• **What is required**:
Set down the entries below exactly as written.

• **Dataset content**:
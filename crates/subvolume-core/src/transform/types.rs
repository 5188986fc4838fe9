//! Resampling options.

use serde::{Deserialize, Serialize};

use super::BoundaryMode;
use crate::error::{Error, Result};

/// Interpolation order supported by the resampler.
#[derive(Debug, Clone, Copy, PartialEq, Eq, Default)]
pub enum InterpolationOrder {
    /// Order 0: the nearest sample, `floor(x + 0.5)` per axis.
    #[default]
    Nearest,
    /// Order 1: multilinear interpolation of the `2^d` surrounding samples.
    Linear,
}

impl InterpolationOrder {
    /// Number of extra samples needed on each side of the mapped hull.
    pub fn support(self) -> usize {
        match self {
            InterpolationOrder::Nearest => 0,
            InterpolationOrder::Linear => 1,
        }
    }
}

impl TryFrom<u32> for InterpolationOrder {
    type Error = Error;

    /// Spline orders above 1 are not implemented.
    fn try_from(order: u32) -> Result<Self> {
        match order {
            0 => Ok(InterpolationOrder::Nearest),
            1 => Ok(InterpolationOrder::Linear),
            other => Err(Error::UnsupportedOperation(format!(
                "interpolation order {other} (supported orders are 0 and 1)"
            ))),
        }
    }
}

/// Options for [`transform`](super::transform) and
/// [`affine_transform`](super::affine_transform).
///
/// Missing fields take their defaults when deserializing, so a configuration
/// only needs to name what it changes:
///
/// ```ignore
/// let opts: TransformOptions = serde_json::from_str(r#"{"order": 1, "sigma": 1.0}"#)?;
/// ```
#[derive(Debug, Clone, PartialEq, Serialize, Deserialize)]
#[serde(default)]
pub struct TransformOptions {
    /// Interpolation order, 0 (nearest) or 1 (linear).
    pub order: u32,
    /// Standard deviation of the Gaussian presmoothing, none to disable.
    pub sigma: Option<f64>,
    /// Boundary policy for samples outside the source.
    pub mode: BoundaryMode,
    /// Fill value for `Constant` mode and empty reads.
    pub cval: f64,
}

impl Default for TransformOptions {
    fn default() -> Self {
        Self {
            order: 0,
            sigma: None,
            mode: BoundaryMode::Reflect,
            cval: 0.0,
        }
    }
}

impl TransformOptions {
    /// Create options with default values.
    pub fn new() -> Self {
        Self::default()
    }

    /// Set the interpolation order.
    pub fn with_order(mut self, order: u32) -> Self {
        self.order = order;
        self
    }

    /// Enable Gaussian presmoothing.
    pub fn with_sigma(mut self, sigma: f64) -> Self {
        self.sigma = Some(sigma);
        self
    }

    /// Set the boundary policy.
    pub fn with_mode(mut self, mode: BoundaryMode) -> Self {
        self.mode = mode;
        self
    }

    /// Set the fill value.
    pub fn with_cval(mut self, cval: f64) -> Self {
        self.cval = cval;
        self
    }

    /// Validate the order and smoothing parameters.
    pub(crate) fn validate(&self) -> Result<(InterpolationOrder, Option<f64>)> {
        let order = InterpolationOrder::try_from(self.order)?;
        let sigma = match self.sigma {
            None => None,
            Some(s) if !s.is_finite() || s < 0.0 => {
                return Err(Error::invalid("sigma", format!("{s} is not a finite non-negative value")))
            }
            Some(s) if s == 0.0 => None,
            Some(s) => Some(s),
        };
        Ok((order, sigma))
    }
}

• **Task result**:
filename crates/subvolume-core/src/transform/types.rs
repository 5188986fc4838fe9
//! Resampling options.

use serde::{Deserialize, Serialize};

use super::BoundaryMode;
use crate::error::{Error, Result};

/// Interpolation order supported by the resampler.
#[derive(Debug, Clone, Copy, PartialEq, Eq, Default)]
pub enum InterpolationOrder {
    /// Order 0: the nearest sample, `floor(x + 0.5)` per axis.
    #[default]
    Nearest,
    /// Order 1: multilinear interpolation of the `2^d` surrounding samples.
    Linear,
}

impl InterpolationOrder {
    /// Number of extra samples needed on each side of the mapped hull.
    pub fn support(self) -> usize {
        match self {
            InterpolationOrder::Nearest => 0,
            InterpolationOrder::Linear => 1,
        }
    }
}

impl TryFrom<u32> for InterpolationOrder {
    type Error = Error;

    /// Spline orders above 1 are not implemented.
    fn try_from(order: u32) -> Result<Self> {
        match order {
            0 => Ok(InterpolationOrder::Nearest),
            1 => Ok(InterpolationOrder::Linear),
            other => Err(Error::UnsupportedOperation(format!(
                "interpolation order {other} (supported orders are 0 and 1)"
            ))),
        }
    }
}

/// Options for [`transform`](super::transform) and
/// [`affine_transform`](super::affine_transform).
///
/// Missing fields take their defaults when deserializing, so a configuration
/// only needs to name what it changes:
///
/// ```ignore
/// let opts: TransformOptions = serde_json::from_str(r#"{"order": 1, "sigma": 1.0}"#)?;
/// ```
#[derive(Debug, Clone, PartialEq, Serialize, Deserialize)]
#[serde(default)]
pub struct TransformOptions {
    /// Interpolation order, 0 (nearest) or 1 (linear).
    pub order: u32,
    /// Standard deviation of the Gaussian presmoothing, none to disable.
    pub sigma: Option<f64>,
    /// Boundary policy for samples outside the source.
    pub mode: BoundaryMode,
    /// Fill value for `Constant` mode and empty reads.
    pub cval: f64,
}

impl Default for TransformOptions {
    fn default() -> Self {
        Self {
            order: 0,
            sigma: None,
            mode: BoundaryMode::Reflect,
            cval: 0.0,
        }
    }
}

impl TransformOptions {
    /// Create options with default values.
    pub fn new() -> Self {
        Self::default()
    }

    /// Set the interpolation order.
    pub fn with_order(mut self, order: u32) -> Self {
        self.order = order;
        self
    }

    /// Enable Gaussian presmoothing.
    pub fn with_sigma(mut self, sigma: f64) -> Self {
        self.sigma = Some(sigma);
        self
    }

    /// Set the boundary policy.
    pub fn with_mode(mut self, mode: BoundaryMode) -> Self {
        self.mode = mode;
        self
    }

    /// Set the fill value.
    pub fn with_cval(mut self, cval: f64) -> Self {
        self.cval = cval;
        self
    }

    /// Validate the order and smoothing parameters.
    pub(crate) fn validate(&self) -> Result<(InterpolationOrder, Option<f64>)> {
        let order = InterpolationOrder::try_from(self.order)?;
        let sigma = match self.sigma {
            None => None,
            Some(s) if !s.is_finite() || s < 0.0 => {
                return Err(Error::invalid("sigma", format!("{s} is not a finite non-negative value")))
            }
            Some(s) if s == 0.0 => None,
            Some(s) => Some(s),
        };
        Ok((order, sigma))
    }
}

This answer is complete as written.